Широко отставив локоть, дабы не засыпать пудрой обшлаг, Антипов надкусил горячую пышку...

- Замечательный рассказ! - воскликнул, прилаживая огрызок на вершину дымящейся пышечной пирамидки (получилось даже что-то художественное). - Но, Лена, почему так зло? - спросил, исподтишка облизнув от пудры палец, прежде чем взяться покрепче за стаканчик с кофе. Хотя, признаться, ответа от своей сумасбродной женки вовсе и не ждал: еще не хватало ссориться...

- А не хотел идти! - жена укоризненно глянула из-под ссыпавшейся челки. Тщетно она возила по лбу пухлой пястью (антиподы ладошкам - как зовутся?) - волосы отлезать со лба не желали, веселой гурьбой скользили обратно, едва она, увлекаясь, золотой своей головушкой начинала чуть кивать в такт словам.

Ни у кого и никогда, подумал Василий, не видывал я лучше взгляда! Сразу на ум приходили: солнце, нижущее лучами сквозь спелые, лоснящиеся колосья, достигающее до самой изнанки поля, до самых мелких сорнячков-пустячков; или открывшаяся в низине за янтарным бором тесная роща белесых березок - кольцо ресничек над озерной гладью; или, внезапно, просека в Павловском парке, протянувшаяся стрелой далеко-далеко, за лес и за город, за край света; или не сам салют, а сполохи его, нежно озаряющие глубокие переулки и днища дворов-колодцев; или гладкий вдруг кусочек на озорно рябящей поверхности ручья - и видны сквозь него и камушки, завязшие в красно-буром иле, и взлохмаченные водросли, и мальки, тыкающие носами что ни попадя.

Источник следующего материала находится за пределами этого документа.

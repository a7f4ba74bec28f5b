//! Output formatting - persisted audit artifacts, plaintext and JSON summaries.

use std::fmt::Write as _;
use std::fs;
use std::path::{Path, PathBuf};
use std::str::FromStr;

use serde::Serialize;
use serde_json::json;

use crate::audit::AuditReport;
use crate::duplicates::{duplicates_document, group_index};
use crate::error::{CssmigError, CssmigResult, IoResultExt};
use crate::risk::RiskLevel;
use crate::tokens::TokenReport;

pub const AUDIT_JSON_FILE: &str = "css-audit-full.json";
pub const DUPLICATES_JSON_FILE: &str = "css-duplicates.json";
pub const AUDIT_CSV_FILE: &str = "css-audit.csv";

const CSV_HEADER: &str = "class,risk,usage_count,component,files,duplicate_group,merge_candidates";

/// Console summary format.
#[derive(Debug, Clone, Copy, Default, PartialEq, Eq)]
pub enum OutputFormat {
    #[default]
    Plain,
    Json,
}

impl FromStr for OutputFormat {
    type Err = String;

    fn from_str(s: &str) -> Result<Self, Self::Err> {
        match s.to_ascii_lowercase().as_str() {
            "plain" | "text" => Ok(Self::Plain),
            "json" => Ok(Self::Json),
            other => Err(format!("unknown output format '{}' (expected plain or json)", other)),
        }
    }
}

/// Paths of the three audit artifacts.
#[derive(Debug, Clone, PartialEq, Eq)]
pub struct AuditOutputs {
    pub audit_json: PathBuf,
    pub duplicates_json: PathBuf,
    pub csv: PathBuf,
}

/// Serialize `value` as pretty JSON to `path`, creating parent directories.
pub fn write_json<T: Serialize + ?Sized>(path: &Path, value: &T) -> CssmigResult<()> {
    if let Some(parent) = path.parent().filter(|p| !p.as_os_str().is_empty()) {
        fs::create_dir_all(parent).with_path(parent)?;
    }
    let text = serde_json::to_string_pretty(value).map_err(|e| CssmigError::Io {
        path: path.to_path_buf(),
        message: format!("JSON serialization failed: {}", e),
        source: None,
    })?;
    fs::write(path, text).with_path(path)
}

/// Write the audit JSON, duplicates JSON and CSV into `dir`.
pub fn write_audit_outputs(report: &AuditReport, dir: &Path) -> CssmigResult<AuditOutputs> {
    fs::create_dir_all(dir).with_path(dir)?;

    let outputs = AuditOutputs {
        audit_json: dir.join(AUDIT_JSON_FILE),
        duplicates_json: dir.join(DUPLICATES_JSON_FILE),
        csv: dir.join(AUDIT_CSV_FILE),
    };

    write_json(&outputs.audit_json, &report.model.to_audit_document())?;
    write_json(&outputs.duplicates_json, &duplicates_document(&report.duplicates))?;
    fs::write(&outputs.csv, audit_csv(report)).with_path(&outputs.csv)?;

    tracing::info!(dir = %dir.display(), "Audit outputs written");
    Ok(outputs)
}

/// CSV rendering of the audit, most used classes first.
pub fn audit_csv(report: &AuditReport) -> String {
    let groups = group_index(&report.duplicates);
    let mut records: Vec<_> = report.model.records().collect();
    records.sort_by(|a, b| {
        b.usage_count
            .cmp(&a.usage_count)
            .then_with(|| a.name.cmp(&b.name))
    });

    let mut out = String::with_capacity(64 * (records.len() + 1));
    out.push_str(CSV_HEADER);
    out.push('\n');

    for record in records {
        let (group, candidates) = match groups.get(record.name.as_str()) {
            Some(group) => (
                group.short_hash().to_string(),
                group
                    .classes
                    .iter()
                    .filter(|c| **c != record.name)
                    .map(String::as_str)
                    .collect::<Vec<_>>()
                    .join(", "),
            ),
            None => (String::new(), String::new()),
        };
        let files = record
            .source_files
            .iter()
            .map(String::as_str)
            .collect::<Vec<_>>()
            .join(", ");
        let fields = [
            csv_field(&record.name),
            record.risk.unwrap_or(RiskLevel::Low).as_str().to_string(),
            record.usage_count.to_string(),
            csv_field(record.component.as_deref().unwrap_or_default()),
            csv_field(&files),
            group,
            csv_field(&candidates),
        ];
        out.push_str(&fields.join(","));
        out.push('\n');
    }
    out
}

fn csv_field(value: &str) -> String {
    if value.contains([',', '"', '\n', '\r']) {
        format!("\"{}\"", value.replace('"', "\"\""))
    } else {
        value.to_string()
    }
}

/// Prints the audit summary in the chosen format.
pub fn print_audit_summary(report: &AuditReport, format: OutputFormat) {
    match format {
        OutputFormat::Plain => print!("{}", plain_audit_summary(report)),
        OutputFormat::Json => print_json(&audit_summary_json(report)),
    }
}

fn plain_audit_summary(report: &AuditReport) -> String {
    let breakdown = report.risk_breakdown();
    let mut out = String::new();
    // Writing into a String cannot fail.
    let _ = writeln!(out, "CSS AUDIT COMPLETE");
    let _ = writeln!(
        out,
        "Found {} unique CSS classes across {} CSS files ({} source files scanned)",
        report.model.len(),
        report.css_file_count,
        report.source_file_count
    );
    let _ = writeln!(out, "Identified {} duplicate rule sets", report.duplicates.len());
    let _ = writeln!(out, "Risk breakdown:");
    let _ = writeln!(out, "  HIGH: {} classes", breakdown.high);
    let _ = writeln!(out, "  MEDIUM: {} classes", breakdown.medium);
    let _ = writeln!(out, "  LOW: {} classes", breakdown.low);

    let unused = report.unused_classes();
    if !unused.is_empty() {
        let _ = writeln!(out, "Unused classes: {}", unused.len());
    }
    if !report.undeclared.is_empty() {
        let _ = writeln!(
            out,
            "Referenced but undeclared ({}):",
            report.undeclared.len()
        );
        for (class, files) in &report.undeclared {
            let _ = writeln!(out, "- {} ({} files)", class, files);
        }
    }
    if !report.advisory_literals.is_empty() {
        let _ = writeln!(
            out,
            "Possible dynamic references, not counted ({}):",
            report.advisory_literals.len()
        );
        for (class, files) in &report.advisory_literals {
            let _ = writeln!(out, "- {} ({} files)", class, files);
        }
    }
    for skipped in &report.skipped {
        let _ = writeln!(out, "[SKIP] {}: {}", skipped.path.display(), skipped.error);
    }
    out
}

fn audit_summary_json(report: &AuditReport) -> serde_json::Value {
    let skipped: Vec<_> = report
        .skipped
        .iter()
        .map(|s| json!({ "path": s.path, "error": s.error.to_string() }))
        .collect();
    json!({
        "classes": report.model.len(),
        "css_files": report.css_file_count,
        "source_files": report.source_file_count,
        "duplicate_groups": report.duplicates.len(),
        "risk": report.risk_breakdown(),
        "unused": report.unused_classes(),
        "undeclared": report.undeclared,
        "advisory_literals": report.advisory_literals,
        "skipped": skipped,
    })
}

/// Prints a JSON value, falling back to a debug rendering if serialization fails.
pub fn print_json(value: &serde_json::Value) {
    match serde_json::to_string_pretty(value) {
        Ok(json) => println!("{}", json),
        Err(e) => {
            eprintln!("[WARN] JSON serialization failed: {}", e);
            println!("{:?}", value);
        }
    }
}

#[cfg(feature = "rewrite")]
pub use rewrite_summary::print_rewrite_summary;

#[cfg(feature = "rewrite")]
mod rewrite_summary {
    use crate::rewrite::{FileStatus, RewriteSummary};

    /// Prints per-status file counts after a rename run.
    pub fn print_rewrite_summary(summary: &RewriteSummary) {
        let label = if summary.dry_run { "DRY-RUN" } else { "RENAME" };
        println!(
            "[{}] {} occurrences found, {} accepted",
            label,
            summary.total_occurrences(),
            summary.total_accepted()
        );
        for (status, name) in [
            (FileStatus::Rewritten, "rewritten"),
            (FileStatus::WouldChange, "would change"),
            (FileStatus::Unchanged, "unchanged"),
            (FileStatus::Skipped, "skipped"),
            (FileStatus::Aborted, "aborted"),
            (FileStatus::Refused, "refused (symlink)"),
            (FileStatus::Unreadable, "unreadable"),
        ] {
            let count = summary.files_with_status(status);
            if count > 0 {
                println!("  {}: {} files", name, count);
            }
        }
        if summary.quit {
            println!("Stopped early at operator request.");
        }
    }
}

/// Prints the token analysis summary.
pub fn print_token_summary(report: &TokenReport, defined: usize) {
    println!("Found {} defined tokens", defined);
    println!(
        "Found {} unique tokens across {} files",
        report.token_counts.len(),
        report.file_token_counts.len()
    );
    if !report.most_used_tokens.is_empty() {
        println!("Top 5 most used tokens:");
        for (i, entry) in report.most_used_tokens.iter().take(5).enumerate() {
            println!("  {}. {} - {} uses", i + 1, entry.token, entry.count);
        }
    }
    if !report.unused_mapped_tokens.is_empty() {
        println!(
            "{} mapped tokens are unused in the codebase",
            report.unused_mapped_tokens.len()
        );
    }
    if !report.orphaned_tokens.is_empty() {
        eprintln!(
            "[WARN] {} tokens used but never defined:",
            report.orphaned_tokens.len()
        );
        for token in &report.orphaned_tokens {
            eprintln!("  {}", token);
        }
    }
}
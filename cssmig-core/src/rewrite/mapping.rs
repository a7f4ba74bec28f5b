//! Rename mapping loading and validation.
//!
//! A mapping is fully validated before any file is touched; every failure here
//! is fatal and names the offending entry.

use std::collections::BTreeMap;
use std::fs;
use std::path::Path;

use serde_json::Value;

use crate::error::{CssmigError, CssmigResult};
use crate::references::matchers::is_class_name;

/// Keys starting with one of these are annotations, not renames.
pub const COMMENT_MARKERS: &[&str] = &["/*", "//"];

/// Validated `old → new` class table, iterated in `old` order.
#[derive(Debug, Clone, Default, PartialEq, Eq)]
pub struct RenameMapping {
    entries: BTreeMap<String, String>,
}

impl RenameMapping {
    /// Build from raw entries: drop comment keys, validate the rest.
    pub fn from_entries<I>(raw: I) -> CssmigResult<Self>
    where
        I: IntoIterator<Item = (String, String)>,
    {
        let mut entries = BTreeMap::new();
        for (old, new) in raw {
            if is_comment_key(&old) {
                continue;
            }
            if !is_class_name(&old) {
                return Err(CssmigError::invalid_mapping(format!(
                    "'{}' is not a valid class name",
                    old
                )));
            }
            if !is_class_name(&new) {
                return Err(CssmigError::invalid_mapping(format!(
                    "'{}' → '{}': target is not a valid class name",
                    old, new
                )));
            }
            if old == new {
                tracing::warn!(class = %old, "Mapping entry renames a class to itself; ignored");
                continue;
            }
            entries.insert(old, new);
        }

        if entries.is_empty() {
            return Err(CssmigError::invalid_mapping(
                "No mappings supplied. Use --map or OLD:NEW pairs.",
            ));
        }
        Ok(Self { entries })
    }

    /// Parse a JSON object of `"old": "new"` entries.
    pub fn from_json(text: &str) -> CssmigResult<Self> {
        Self::from_entries(json_entries(text, "mapping")?)
    }

    /// Merge a mapping file and CLI pairs; pairs override file entries.
    pub fn from_sources(map_file: Option<&Path>, pairs: &[String]) -> CssmigResult<Self> {
        let mut raw: BTreeMap<String, String> = BTreeMap::new();
        if let Some(path) = map_file {
            let text = fs::read_to_string(path).map_err(|e| {
                CssmigError::invalid_mapping(format!("cannot read {}: {}", path.display(), e))
            })?;
            raw.extend(json_entries(&text, &path.display().to_string())?);
        }
        for pair in pairs {
            let (old, new) = parse_pair(pair)?;
            raw.insert(old, new);
        }
        Self::from_entries(raw)
    }

    pub fn get(&self, old: &str) -> Option<&str> {
        self.entries.get(old).map(String::as_str)
    }

    pub fn iter(&self) -> impl Iterator<Item = (&str, &str)> {
        self.entries.iter().map(|(k, v)| (k.as_str(), v.as_str()))
    }

    pub fn len(&self) -> usize {
        self.entries.len()
    }

    pub fn is_empty(&self) -> bool {
        self.entries.is_empty()
    }
}

fn is_comment_key(key: &str) -> bool {
    COMMENT_MARKERS.iter().any(|m| key.starts_with(m))
}

/// String entries of a JSON object. Comment keys may carry any value.
fn json_entries(text: &str, source: &str) -> CssmigResult<Vec<(String, String)>> {
    let object: BTreeMap<String, Value> = serde_json::from_str(text)
        .map_err(|e| CssmigError::invalid_mapping(format!("{}: {}", source, e)))?;

    let mut entries = Vec::with_capacity(object.len());
    for (key, value) in object {
        if is_comment_key(&key) {
            continue;
        }
        match value {
            Value::String(new) => entries.push((key, new)),
            other => {
                return Err(CssmigError::invalid_mapping(format!(
                    "{}: value for '{}' must be a string, found {}",
                    source, key, other
                )))
            }
        }
    }
    Ok(entries)
}

/// Split `OLD:NEW` at the first colon.
pub fn parse_pair(pair: &str) -> CssmigResult<(String, String)> {
    match pair.split_once(':') {
        Some((old, new)) if !old.is_empty() && !new.is_empty() => {
            Ok((old.to_string(), new.to_string()))
        }
        _ => Err(CssmigError::missing_operand(pair)),
    }
}
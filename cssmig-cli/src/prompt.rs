//! Single-keystroke rename prompt.

use console::{style, Term};

use cssmig_core::rewrite::{Decision, DecisionStrategy, Occurrence};

const KEYS: &str = "[y/n/s/a/q]";

/// Maps a keystroke to a decision; `None` means ask again.
pub fn decision_for_key(key: char) -> Option<Decision> {
    match key.to_ascii_lowercase() {
        'y' => Some(Decision::Accept),
        'n' => Some(Decision::Reject),
        's' => Some(Decision::SkipFile),
        'a' => Some(Decision::AcceptAll),
        'q' => Some(Decision::Quit),
        _ => None,
    }
}

/// Shows each occurrence with the class highlighted and waits for one key.
pub struct TerminalPrompt {
    term: Term,
}

impl TerminalPrompt {
    pub fn new() -> Self {
        Self {
            term: Term::stdout(),
        }
    }

    pub fn is_interactive(&self) -> bool {
        self.term.is_term()
    }

    fn show(&self, occurrence: &Occurrence) -> std::io::Result<()> {
        self.term.write_line("")?;
        self.term.write_line(&format!(
            "{}:{} [{}]",
            style(occurrence.file.display()).bold(),
            occurrence.line_number,
            style(occurrence.kind).dim()
        ))?;
        self.term
            .write_line(&format!("  {}", highlight(occurrence)))?;
        self.term.write_str(&format!(
            "Replace '{}' → '{}'? {} ",
            occurrence.old, occurrence.new, KEYS
        ))
    }

    fn read_decision(&self) -> std::io::Result<Decision> {
        loop {
            let key = self.term.read_char()?;
            if let Some(decision) = decision_for_key(key) {
                self.term.write_line(&key.to_string())?;
                return Ok(decision);
            }
        }
    }
}

impl Default for TerminalPrompt {
    fn default() -> Self {
        Self::new()
    }
}

impl DecisionStrategy for TerminalPrompt {
    fn decide(&mut self, occurrence: &Occurrence) -> Decision {
        let answer = self.show(occurrence).and_then(|_| self.read_decision());
        match answer {
            Ok(decision) => decision,
            Err(e) => {
                // A closed or non-interactive stdin cannot answer; stop cleanly.
                tracing::warn!(error = %e, "Prompt input unavailable; quitting");
                Decision::Quit
            }
        }
    }
}

/// The occurrence's line with the old class name in yellow.
fn highlight(occurrence: &Occurrence) -> String {
    let line = &occurrence.line;
    let start = occurrence.column;
    let end = start + (occurrence.end - occurrence.start);
    match (line.get(..start), line.get(start..end), line.get(end..)) {
        (Some(before), Some(class), Some(after)) => {
            format!("{}{}{}", before, style(class).yellow().bold(), after)
        }
        _ => line.clone(),
    }
}

#[cfg(test)]
mod tests {
    use super::*;
    use cssmig_core::MatchKind;
    use std::path::PathBuf;

    #[test]
    fn test_decision_keys() {
        assert_eq!(decision_for_key('y'), Some(Decision::Accept));
        assert_eq!(decision_for_key('N'), Some(Decision::Reject));
        assert_eq!(decision_for_key('s'), Some(Decision::SkipFile));
        assert_eq!(decision_for_key('a'), Some(Decision::AcceptAll));
        assert_eq!(decision_for_key('q'), Some(Decision::Quit));
        assert_eq!(decision_for_key('x'), None);
        assert_eq!(decision_for_key('\n'), None);
    }

    #[test]
    fn test_highlight_keeps_surrounding_text() {
        console::set_colors_enabled(false);
        let occurrence = Occurrence {
            file: PathBuf::from("a.jsx"),
            line_number: 3,
            line: r#"  <a className="btn big">"#.to_string(),
            column: 16,
            start: 40,
            end: 43,
            kind: MatchKind::ClassAttribute,
            context: r#"className="btn big""#.to_string(),
            old: "btn".to_string(),
            new: "button".to_string(),
        };
        assert_eq!(highlight(&occurrence), r#"  <a className="btn big">"#);

        let out_of_range = Occurrence {
            column: 99,
            ..occurrence
        };
        assert_eq!(highlight(&out_of_range), out_of_range.line);
    }
}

Он вытянул чистую руку и завел непокорные женины прядки за покрасневшие ушные раковины, и так тонкие волоски удивительно спелись, что над тихой улыбкой щечек-кругляшечек показалась на миг еще одна - улыбка звонко смеющихся волос.

Это Лена придумала: перекусить где-нибудь прежде, чем соваться наголодно в негостеприимный дом. А коли Лена, со времен ребяческих игрищ, знала в центре все сквозные дворы и черноходные подъезды - что уж говорить о чердаках, где хрустит под каблуками вековечная галька, о стянутых друг с дружкой железными лесенками разномастных крышах? - ей и выпала честь затащить мужа в пельменную, что на Достоевского, рядом с Кузнечным. Поди догадайся, прохожий, какие там пекут чудо-пышки!

- Да ты меня уморишь! - с блаженной улыбкой на лице возмутился Василий. - Знаешь же, вечно не удержусь, слуплю восемь штук, потом еще кофе перепью. - И глаза его так ехидно блеснули из-под очков, выстрелив из зрачков увеличенным отражением сотен пышек, двуручных, в рост ребенка, бокалов под кофе и огромных самородных столов, что Лена, хихикнув, шире всплеснула над столом запятнанными маслом ладошками (целых салфеток в пластмассовой вазочке на столе, понятно, не было).

- У меня в кармане рубашки платочек. Достань, пожалуйста. Да не шали! - При том она так сосредоточенно косила глазами: то тронет взором тюлевые, замызганные заоконной темью-слякотью занавески, то скользнет встревоженно по коленчатой пружине над дверью, сипящей что-то вслед пришедшим-ушедшим, то зажмурится, прислушавшись к ласково запевшему о любви кассетнику (ах, все буфетчицы обожают такие песни), - яснее ясного, шалостей-то Лена и ждала от мужа! И дождалась! Кто бы удержался, когда такая неженка сама просит что-то эфемерное нашарить под пуловером?..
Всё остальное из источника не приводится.